Lithium Ion batteries that can run for days off a single charge, speech recognition software that used to cost hundreds of pounds, mini versions of Office programs, email instead of snail mail, Snapchat instead of SMS texts…the list goes on and it’s not finished yet.
They can remind you of important appointments, control your TV or heating from anywhere in the world. You can talk to them, asking questions like you might a learned friend or colleague and they can even tell you where they are should you lose them.
All that before we even consider premium materials, modern manufacturing methods and the ergonomics, graphics and interface design.
Apparently, you can also use them for making telephone calls!
Yes, the smartphone has a lot going for it as a learning tool for technologists. If you want to really drive the message home about convergent technology, just try collating all those different devices and place them next to a modern smartphone…presuming you can find the space. You can even put one next to a 10 year old model just to illustrate how far we have come in a decade.
However, consider this; here is a machine as thin as a pencil that can run for days on a single charge, which fits in your pocket and can access all documented human knowledge since records began, and what are its main uses? Taking selfies and watching cat videos! I also remain convinced that if I could find a way of texting the material on the board in class to the phones in the room, I would get far more attentive audience. Perhaps I should use Whatsapp for my next lesson…

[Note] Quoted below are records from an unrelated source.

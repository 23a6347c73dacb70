//! GBFS gateway error types.

/// Errors that can occur when fetching or interpreting a GBFS feed.
///
/// Every variant means the current request is lost: there are no retries
/// and no partial results. The web layer maps all of these to a 500.
#[derive(Debug, thiserror::Error)]
pub enum GbfsError {
    /// HTTP request failed (network error, timeout, etc.)
    #[error("HTTP error: {0}")]
    Http(#[from] reqwest::Error),

    /// Feed returned a non-success status code
    #[error("feed request failed with status {status}: {message}")]
    Api { status: u16, message: String },

    /// Failed to parse response JSON
    #[error("JSON parse error: {message}")]
    Json { message: String },

    /// Response parsed but did not have the expected GBFS shape
    #[error("unexpected feed shape: {message}")]
    Shape { message: String },
}

impl GbfsError {
    /// Shape error for a feed name absent from the discovery document.
    pub fn missing_feed(name: &str) -> Self {
        GbfsError::Shape {
            message: format!("feed {name:?} not listed in discovery document"),
        }
    }
}
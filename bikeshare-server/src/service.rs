//! Per-operator service facade.
//!
//! One `BikeShareService` value exists per operator, constructed at
//! startup and handed to the router explicitly. It owns no mutable state;
//! every call re-fetches the upstream feeds.

use crate::domain::Station;
use crate::gbfs::types::{StationInformationFeed, StationStatusFeed};
use crate::gbfs::{self, GbfsClient, GbfsError, convert};
use crate::geo;
use crate::operator::Operator;

/// Facade over one operator's GBFS feeds.
#[derive(Debug, Clone)]
pub struct BikeShareService {
    client: GbfsClient,
    operator: Operator,
}

impl BikeShareService {
    /// Create a facade for `operator`, sharing `client`'s connection pool.
    pub fn new(client: GbfsClient, operator: Operator) -> Self {
        Self { client, operator }
    }

    /// The operator this facade serves.
    pub fn operator(&self) -> &Operator {
        &self.operator
    }

    /// Fetch and normalize all of this operator's stations.
    ///
    /// Discovers the feed URLs, fetches `station_information` and
    /// `station_status` concurrently, and merges them. Any upstream
    /// failure aborts the whole call; there are no partial results.
    pub async fn stations(&self) -> Result<Vec<Station>, GbfsError> {
        let feeds = self.client.discover_feeds(&self.operator.base_url).await?;

        let info_url = feeds
            .get(gbfs::STATION_INFORMATION)
            .ok_or_else(|| GbfsError::missing_feed(gbfs::STATION_INFORMATION))?;
        let status_url = feeds
            .get(gbfs::STATION_STATUS)
            .ok_or_else(|| GbfsError::missing_feed(gbfs::STATION_STATUS))?;

        let (info, status) = tokio::try_join!(
            self.client.fetch::<StationInformationFeed>(info_url),
            self.client.fetch::<StationStatusFeed>(status_url)
        )?;

        let stations = convert::build_stations(&self.operator, info, status);
        tracing::debug!(
            operator = self.operator.slug,
            count = stations.len(),
            "normalized stations"
        );

        Ok(stations)
    }

    /// Stations within `radius` miles of `(lat, lon)`, sorted by distance.
    pub async fn nearby_stations(
        &self,
        lat: f64,
        lon: f64,
        radius: f64,
    ) -> Result<Vec<Station>, GbfsError> {
        let stations = self.stations().await?;
        Ok(geo::nearby(stations, lat, lon, radius))
    }
}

The phone is also an incredible way of linking the generational divide between student and teacher. While we may sometimes struggle to understand Xbones, PSN and the like, pull a smartphone out of your pocket and attention immediately turns to the device with a mutual appreciation of technology. When it’s the latest model, it may even elicit a knowing nod of approval which you may struggle to get for anything else you do.

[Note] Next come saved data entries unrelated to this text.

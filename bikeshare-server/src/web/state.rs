//! Per-operator router state.

use std::sync::Arc;

use crate::service::BikeShareService;

/// State for one operator's sub-router.
///
/// Each operator's routes get their own state value, so a handler never
/// needs to look up which operator it is serving. The facade behind the
/// `Arc` is immutable; requests share nothing mutable.
#[derive(Clone)]
pub struct OperatorState {
    pub service: Arc<BikeShareService>,
}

So, remain vigilant on their use in school by all means but rather than considering them the enemy, embrace them for the little technological marvels they are. Remember how much discreet technological items they have replaced and start a discussion about what else they may converge with or incorporate in the future. They seem to be replacing everything except the teacher but, as Arthur C Clarke once said;
‘Any teacher that can be replaced by a machine should be!’
I’ll get my coat…
Paul Woodward has been a teacher of DT for 22 years in a range of schools with stints as HOD and Head of Faculty, qualified to MA level and an examiner and moderator of Resistant Materials for the AQA.